* The task:
Gather all lines with "init" from the records.

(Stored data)
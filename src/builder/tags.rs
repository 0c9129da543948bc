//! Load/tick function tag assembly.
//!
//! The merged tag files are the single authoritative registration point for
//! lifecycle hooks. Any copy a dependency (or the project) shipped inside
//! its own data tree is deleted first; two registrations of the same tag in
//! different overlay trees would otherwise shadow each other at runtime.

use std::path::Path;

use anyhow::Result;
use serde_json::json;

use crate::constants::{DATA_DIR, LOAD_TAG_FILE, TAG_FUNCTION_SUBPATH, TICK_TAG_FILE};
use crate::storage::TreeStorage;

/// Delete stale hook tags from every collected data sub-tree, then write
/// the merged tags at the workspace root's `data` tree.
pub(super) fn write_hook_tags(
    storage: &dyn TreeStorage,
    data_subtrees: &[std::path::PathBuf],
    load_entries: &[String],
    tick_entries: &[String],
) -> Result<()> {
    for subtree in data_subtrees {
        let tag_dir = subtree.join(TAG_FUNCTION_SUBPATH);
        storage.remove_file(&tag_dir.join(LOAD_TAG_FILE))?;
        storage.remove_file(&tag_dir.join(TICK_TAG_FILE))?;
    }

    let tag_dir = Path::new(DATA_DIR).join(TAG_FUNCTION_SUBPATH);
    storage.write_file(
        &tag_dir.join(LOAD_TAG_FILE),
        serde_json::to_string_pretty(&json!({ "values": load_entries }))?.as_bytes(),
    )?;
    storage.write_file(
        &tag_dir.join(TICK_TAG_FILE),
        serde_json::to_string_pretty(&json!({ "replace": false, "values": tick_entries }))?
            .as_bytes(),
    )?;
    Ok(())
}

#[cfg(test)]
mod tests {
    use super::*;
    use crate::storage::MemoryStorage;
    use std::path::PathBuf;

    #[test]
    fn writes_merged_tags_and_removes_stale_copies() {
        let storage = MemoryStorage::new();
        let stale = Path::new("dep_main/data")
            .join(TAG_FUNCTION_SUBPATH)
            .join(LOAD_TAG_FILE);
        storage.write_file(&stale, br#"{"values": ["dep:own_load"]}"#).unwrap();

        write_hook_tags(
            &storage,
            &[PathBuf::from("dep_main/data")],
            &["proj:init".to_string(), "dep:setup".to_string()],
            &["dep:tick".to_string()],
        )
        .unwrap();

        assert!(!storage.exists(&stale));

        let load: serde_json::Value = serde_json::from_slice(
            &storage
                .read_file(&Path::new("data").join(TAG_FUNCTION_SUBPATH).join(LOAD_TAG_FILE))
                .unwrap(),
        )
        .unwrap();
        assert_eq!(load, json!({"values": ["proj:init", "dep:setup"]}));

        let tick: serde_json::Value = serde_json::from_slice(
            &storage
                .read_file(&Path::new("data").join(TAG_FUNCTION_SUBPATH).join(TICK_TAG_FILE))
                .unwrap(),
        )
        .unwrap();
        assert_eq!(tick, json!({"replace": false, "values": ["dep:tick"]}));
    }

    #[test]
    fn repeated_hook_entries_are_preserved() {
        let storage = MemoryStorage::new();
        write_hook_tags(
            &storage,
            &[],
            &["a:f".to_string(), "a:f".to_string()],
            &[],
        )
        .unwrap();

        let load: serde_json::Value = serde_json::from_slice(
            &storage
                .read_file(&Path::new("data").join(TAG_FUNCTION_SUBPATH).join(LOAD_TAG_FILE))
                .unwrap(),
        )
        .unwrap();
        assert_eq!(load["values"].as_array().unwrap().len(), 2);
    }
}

* Response to this task:
            &["proj:init".to_string(), "dep:setup".to_string()],
        assert_eq!(load, json!({"values": ["proj:init", "dep:setup"]}));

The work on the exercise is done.